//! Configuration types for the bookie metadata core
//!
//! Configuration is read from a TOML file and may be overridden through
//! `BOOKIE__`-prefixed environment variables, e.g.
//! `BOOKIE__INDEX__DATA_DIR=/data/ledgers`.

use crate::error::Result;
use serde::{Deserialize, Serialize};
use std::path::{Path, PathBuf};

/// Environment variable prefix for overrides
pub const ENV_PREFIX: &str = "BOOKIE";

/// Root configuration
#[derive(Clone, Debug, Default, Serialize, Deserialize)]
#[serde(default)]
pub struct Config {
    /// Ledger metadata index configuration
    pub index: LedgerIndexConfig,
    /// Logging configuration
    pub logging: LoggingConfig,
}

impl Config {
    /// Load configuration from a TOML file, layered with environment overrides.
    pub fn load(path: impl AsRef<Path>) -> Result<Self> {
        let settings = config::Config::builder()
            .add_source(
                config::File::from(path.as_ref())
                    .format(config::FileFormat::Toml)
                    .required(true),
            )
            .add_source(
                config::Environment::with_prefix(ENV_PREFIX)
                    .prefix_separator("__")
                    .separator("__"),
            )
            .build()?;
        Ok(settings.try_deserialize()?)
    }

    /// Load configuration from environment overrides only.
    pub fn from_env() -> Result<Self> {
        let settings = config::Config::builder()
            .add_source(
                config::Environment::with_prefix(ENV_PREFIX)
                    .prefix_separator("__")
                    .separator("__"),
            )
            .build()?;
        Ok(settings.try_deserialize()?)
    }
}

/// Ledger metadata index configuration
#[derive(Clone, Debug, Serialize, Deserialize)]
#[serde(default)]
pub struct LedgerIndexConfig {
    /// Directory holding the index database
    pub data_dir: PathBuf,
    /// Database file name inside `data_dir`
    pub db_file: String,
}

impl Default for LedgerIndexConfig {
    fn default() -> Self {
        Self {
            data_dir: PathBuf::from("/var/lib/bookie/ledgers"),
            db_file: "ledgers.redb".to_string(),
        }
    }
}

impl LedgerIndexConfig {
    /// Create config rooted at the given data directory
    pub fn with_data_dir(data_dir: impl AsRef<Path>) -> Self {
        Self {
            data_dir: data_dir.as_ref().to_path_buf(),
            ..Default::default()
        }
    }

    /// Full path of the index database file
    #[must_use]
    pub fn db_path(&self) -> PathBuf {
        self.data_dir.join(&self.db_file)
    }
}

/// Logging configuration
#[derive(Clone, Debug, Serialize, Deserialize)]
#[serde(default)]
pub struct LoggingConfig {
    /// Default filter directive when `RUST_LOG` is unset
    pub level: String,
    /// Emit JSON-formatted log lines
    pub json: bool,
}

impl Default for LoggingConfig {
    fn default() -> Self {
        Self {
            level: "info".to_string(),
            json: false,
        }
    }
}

+++

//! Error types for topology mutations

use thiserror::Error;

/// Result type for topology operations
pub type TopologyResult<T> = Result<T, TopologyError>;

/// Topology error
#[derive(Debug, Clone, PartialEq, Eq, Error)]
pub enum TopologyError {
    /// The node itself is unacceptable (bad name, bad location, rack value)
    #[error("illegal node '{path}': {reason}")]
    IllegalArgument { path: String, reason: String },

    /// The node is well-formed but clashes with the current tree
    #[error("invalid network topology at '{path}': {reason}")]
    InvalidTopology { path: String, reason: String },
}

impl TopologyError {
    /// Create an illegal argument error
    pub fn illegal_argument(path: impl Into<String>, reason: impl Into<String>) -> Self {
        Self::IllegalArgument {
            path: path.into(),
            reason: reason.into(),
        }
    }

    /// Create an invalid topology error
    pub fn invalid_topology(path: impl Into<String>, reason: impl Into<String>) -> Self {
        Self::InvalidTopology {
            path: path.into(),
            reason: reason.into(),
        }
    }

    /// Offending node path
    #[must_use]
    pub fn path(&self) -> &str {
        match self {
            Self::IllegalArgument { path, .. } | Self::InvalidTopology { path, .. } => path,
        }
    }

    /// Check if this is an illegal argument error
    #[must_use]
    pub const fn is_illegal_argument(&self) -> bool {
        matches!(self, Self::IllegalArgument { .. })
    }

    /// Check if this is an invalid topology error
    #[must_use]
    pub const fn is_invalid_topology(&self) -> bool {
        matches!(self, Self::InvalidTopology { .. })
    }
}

+++

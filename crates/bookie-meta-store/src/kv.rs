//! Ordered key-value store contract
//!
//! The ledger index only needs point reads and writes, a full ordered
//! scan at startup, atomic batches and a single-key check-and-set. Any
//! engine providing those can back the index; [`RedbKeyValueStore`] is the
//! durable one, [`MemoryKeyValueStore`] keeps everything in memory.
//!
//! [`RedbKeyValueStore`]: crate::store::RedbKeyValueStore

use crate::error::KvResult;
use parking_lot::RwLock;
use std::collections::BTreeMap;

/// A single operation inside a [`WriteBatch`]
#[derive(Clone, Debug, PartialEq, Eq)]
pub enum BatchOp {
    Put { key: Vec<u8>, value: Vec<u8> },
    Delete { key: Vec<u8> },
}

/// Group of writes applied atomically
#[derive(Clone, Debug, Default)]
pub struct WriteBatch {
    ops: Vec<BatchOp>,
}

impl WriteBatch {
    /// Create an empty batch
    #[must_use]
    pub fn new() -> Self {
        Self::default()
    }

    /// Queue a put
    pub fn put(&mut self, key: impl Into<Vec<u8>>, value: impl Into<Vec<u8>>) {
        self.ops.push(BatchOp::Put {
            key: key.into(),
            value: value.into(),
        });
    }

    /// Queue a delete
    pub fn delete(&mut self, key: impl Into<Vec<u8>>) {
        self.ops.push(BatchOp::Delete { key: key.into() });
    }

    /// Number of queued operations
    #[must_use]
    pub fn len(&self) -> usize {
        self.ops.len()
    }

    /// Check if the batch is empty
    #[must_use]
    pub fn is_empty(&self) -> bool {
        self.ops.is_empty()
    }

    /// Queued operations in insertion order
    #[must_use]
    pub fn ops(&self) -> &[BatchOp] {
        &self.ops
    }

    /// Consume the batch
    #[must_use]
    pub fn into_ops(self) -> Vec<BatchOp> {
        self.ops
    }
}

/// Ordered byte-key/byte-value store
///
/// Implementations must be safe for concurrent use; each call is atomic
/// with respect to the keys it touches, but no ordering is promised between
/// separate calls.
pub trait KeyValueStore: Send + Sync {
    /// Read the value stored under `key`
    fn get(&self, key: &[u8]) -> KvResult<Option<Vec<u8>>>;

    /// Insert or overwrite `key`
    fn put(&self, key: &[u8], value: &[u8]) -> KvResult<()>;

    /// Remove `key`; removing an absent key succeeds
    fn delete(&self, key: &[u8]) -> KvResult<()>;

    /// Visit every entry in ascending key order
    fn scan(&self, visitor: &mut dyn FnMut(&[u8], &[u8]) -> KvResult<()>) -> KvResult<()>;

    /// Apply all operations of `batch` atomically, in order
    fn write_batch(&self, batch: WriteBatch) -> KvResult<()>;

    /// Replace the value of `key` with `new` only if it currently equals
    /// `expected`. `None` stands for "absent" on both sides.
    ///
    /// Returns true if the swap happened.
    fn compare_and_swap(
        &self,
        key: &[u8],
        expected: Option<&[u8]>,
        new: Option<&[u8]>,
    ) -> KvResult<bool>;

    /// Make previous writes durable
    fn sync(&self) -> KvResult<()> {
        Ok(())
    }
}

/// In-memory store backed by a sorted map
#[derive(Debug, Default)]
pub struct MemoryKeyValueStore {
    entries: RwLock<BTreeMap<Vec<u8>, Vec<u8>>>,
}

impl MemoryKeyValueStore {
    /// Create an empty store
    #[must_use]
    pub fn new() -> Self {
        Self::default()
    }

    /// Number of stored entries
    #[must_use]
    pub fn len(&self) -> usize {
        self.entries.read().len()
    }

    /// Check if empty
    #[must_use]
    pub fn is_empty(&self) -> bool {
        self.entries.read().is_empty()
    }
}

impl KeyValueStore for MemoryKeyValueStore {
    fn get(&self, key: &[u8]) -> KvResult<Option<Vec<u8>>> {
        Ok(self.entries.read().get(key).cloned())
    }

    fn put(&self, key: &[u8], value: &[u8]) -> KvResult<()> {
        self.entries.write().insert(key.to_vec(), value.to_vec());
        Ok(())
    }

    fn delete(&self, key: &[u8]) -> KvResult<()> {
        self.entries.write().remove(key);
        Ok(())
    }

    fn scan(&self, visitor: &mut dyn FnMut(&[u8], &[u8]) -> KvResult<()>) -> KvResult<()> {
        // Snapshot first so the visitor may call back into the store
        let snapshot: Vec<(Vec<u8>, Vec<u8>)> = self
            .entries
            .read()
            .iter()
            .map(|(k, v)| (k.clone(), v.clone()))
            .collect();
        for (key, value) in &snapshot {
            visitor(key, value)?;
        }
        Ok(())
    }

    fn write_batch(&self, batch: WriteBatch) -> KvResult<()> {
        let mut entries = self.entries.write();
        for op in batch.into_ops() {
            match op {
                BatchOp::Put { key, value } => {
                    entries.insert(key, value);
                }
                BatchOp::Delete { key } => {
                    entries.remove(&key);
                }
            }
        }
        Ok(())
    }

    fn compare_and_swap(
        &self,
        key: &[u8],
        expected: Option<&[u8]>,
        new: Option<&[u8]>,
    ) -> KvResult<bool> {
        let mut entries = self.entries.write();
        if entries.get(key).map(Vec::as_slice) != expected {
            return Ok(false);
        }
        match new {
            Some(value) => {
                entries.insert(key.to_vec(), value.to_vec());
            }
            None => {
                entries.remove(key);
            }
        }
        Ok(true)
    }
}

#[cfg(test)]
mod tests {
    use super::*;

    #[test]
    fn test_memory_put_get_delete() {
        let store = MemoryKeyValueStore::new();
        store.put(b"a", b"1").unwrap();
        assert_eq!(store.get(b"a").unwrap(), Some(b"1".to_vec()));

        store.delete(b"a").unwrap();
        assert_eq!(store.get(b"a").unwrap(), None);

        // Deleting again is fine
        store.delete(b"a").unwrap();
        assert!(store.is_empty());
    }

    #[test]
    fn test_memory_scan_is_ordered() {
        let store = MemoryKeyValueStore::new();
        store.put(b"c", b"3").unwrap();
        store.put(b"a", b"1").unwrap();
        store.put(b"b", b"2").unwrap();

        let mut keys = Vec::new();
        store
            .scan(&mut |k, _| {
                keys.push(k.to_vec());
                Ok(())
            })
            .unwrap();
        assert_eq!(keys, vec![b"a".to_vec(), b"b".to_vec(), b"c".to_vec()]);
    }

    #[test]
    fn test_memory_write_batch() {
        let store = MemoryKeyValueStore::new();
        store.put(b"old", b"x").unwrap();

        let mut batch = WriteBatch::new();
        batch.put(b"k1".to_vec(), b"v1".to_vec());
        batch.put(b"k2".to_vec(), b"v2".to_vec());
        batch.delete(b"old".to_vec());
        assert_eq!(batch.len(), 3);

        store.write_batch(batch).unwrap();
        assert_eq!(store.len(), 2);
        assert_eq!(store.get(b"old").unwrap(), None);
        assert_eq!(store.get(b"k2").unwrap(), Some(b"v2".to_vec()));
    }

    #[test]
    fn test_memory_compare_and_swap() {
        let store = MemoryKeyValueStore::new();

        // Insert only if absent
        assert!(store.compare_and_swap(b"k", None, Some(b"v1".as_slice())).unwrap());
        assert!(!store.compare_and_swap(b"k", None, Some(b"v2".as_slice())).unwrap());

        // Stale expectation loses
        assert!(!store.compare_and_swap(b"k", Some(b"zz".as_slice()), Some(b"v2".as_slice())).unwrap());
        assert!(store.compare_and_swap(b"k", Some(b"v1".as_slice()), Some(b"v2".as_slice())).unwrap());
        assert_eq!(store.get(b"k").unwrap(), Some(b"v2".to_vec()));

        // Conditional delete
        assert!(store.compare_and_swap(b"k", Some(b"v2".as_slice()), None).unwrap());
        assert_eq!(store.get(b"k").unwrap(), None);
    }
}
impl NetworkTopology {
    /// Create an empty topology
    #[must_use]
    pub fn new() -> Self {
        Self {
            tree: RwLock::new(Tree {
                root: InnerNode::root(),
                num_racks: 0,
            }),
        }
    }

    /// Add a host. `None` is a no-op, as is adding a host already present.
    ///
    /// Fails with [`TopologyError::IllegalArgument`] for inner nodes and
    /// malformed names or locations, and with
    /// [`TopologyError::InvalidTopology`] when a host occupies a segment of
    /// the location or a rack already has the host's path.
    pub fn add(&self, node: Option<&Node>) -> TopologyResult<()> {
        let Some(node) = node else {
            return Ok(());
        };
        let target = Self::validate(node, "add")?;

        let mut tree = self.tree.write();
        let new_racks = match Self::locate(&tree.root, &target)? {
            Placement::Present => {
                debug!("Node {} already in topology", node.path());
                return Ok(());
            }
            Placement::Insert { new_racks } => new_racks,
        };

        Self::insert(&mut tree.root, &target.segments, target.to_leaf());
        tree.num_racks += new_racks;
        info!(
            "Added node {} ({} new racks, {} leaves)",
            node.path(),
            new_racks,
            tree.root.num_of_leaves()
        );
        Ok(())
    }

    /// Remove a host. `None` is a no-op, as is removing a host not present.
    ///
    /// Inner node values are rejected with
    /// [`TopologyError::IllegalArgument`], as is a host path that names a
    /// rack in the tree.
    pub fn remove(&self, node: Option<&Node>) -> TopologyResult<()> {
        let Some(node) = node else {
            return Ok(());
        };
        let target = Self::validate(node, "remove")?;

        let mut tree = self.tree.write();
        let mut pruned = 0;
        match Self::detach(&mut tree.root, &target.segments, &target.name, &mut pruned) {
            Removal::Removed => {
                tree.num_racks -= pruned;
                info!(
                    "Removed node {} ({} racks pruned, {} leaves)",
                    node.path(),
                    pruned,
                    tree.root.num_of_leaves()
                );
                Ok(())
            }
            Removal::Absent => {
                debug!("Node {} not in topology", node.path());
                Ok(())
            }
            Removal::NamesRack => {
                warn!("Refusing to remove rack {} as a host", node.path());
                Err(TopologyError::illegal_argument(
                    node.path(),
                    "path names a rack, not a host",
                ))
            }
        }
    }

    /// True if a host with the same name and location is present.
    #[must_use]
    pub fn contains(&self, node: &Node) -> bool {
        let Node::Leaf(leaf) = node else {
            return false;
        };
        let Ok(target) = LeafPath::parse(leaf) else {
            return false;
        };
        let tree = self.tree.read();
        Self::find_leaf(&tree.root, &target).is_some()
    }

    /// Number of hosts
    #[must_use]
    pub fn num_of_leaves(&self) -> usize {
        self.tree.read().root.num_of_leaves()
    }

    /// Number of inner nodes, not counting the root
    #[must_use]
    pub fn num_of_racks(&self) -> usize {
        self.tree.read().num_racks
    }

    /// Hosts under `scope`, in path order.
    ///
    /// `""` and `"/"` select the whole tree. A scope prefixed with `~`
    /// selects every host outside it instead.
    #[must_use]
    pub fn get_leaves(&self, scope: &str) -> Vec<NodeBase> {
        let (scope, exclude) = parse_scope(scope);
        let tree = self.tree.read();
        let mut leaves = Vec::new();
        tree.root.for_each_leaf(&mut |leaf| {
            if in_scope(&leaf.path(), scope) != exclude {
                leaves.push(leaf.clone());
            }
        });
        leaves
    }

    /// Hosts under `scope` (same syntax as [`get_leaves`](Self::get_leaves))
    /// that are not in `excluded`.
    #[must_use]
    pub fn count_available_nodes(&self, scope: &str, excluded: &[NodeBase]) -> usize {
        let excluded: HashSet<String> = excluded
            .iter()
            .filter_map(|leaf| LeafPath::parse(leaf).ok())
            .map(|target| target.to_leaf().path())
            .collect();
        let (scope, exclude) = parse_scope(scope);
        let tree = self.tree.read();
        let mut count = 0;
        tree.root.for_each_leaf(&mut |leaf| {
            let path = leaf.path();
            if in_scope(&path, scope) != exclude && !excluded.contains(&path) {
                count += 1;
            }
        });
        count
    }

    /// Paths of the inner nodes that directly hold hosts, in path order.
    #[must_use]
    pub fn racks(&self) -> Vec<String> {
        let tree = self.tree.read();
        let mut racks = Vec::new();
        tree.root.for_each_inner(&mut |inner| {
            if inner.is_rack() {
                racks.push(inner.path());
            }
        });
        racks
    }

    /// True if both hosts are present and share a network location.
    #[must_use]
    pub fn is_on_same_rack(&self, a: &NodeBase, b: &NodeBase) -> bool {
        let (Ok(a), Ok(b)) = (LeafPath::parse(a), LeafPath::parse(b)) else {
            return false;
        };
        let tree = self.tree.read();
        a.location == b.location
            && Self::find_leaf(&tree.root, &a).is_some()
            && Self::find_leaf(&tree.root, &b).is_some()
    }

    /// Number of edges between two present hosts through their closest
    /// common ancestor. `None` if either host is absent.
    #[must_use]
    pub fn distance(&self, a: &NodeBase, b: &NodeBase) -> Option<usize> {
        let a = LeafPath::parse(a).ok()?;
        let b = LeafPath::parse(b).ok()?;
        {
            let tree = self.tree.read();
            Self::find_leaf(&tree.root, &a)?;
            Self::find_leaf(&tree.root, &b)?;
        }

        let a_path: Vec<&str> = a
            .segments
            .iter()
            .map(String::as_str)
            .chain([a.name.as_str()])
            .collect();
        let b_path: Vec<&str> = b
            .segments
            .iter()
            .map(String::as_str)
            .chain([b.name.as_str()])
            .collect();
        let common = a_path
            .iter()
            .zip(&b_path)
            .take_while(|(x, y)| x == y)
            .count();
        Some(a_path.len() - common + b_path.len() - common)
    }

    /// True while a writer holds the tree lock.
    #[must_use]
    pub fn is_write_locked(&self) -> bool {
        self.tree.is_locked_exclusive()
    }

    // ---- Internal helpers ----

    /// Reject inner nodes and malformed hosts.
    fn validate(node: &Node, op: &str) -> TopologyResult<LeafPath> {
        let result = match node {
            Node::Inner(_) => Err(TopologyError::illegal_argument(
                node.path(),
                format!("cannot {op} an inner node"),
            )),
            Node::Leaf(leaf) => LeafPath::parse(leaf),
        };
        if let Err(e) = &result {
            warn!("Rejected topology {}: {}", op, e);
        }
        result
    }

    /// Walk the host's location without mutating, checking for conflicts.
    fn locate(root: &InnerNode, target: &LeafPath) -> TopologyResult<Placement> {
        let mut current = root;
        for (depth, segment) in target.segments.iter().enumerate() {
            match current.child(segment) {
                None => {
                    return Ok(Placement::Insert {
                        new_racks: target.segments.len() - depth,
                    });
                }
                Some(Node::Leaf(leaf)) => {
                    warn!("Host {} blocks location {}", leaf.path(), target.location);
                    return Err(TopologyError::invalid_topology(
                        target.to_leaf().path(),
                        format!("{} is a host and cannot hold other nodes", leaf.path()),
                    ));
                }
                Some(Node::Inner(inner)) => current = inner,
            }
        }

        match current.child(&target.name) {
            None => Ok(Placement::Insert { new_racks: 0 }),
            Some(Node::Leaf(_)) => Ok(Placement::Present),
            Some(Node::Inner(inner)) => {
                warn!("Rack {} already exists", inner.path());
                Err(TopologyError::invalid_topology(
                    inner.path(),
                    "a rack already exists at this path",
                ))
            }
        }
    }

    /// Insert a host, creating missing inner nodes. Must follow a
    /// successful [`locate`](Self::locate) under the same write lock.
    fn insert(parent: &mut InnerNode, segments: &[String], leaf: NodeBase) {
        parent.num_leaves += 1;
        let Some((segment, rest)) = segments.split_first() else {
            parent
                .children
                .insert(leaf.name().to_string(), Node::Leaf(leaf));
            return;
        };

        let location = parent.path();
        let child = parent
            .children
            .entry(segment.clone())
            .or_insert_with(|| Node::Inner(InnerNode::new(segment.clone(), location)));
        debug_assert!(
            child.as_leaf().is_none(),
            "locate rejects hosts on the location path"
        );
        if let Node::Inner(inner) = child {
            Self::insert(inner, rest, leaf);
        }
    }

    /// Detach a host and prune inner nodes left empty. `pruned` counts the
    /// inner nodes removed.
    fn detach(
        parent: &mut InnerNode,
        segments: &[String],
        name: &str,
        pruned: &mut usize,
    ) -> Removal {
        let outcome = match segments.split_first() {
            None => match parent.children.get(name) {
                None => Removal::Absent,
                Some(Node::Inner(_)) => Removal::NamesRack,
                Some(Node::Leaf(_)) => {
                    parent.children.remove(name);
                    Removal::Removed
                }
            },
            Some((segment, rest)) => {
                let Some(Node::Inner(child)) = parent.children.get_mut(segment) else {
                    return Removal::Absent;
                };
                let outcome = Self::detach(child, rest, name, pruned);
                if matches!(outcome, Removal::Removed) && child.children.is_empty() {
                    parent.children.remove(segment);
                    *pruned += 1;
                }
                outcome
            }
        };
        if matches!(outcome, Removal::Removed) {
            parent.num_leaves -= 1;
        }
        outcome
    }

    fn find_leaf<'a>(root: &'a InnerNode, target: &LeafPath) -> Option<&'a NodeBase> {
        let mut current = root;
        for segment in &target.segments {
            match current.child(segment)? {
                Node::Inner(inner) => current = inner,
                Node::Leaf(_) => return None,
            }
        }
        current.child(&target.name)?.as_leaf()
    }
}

+++

▶ Instructions to follow:
Set apart and copy each line of the records that holds the word "Placement".

▶ Output of the task:
            Placement::Present => {
            Placement::Insert { new_racks } => new_racks,
    fn locate(root: &InnerNode, target: &LeafPath) -> TopologyResult<Placement> {
                    return Ok(Placement::Insert {
            None => Ok(Placement::Insert { new_racks: 0 }),
            Some(Node::Leaf(_)) => Ok(Placement::Present),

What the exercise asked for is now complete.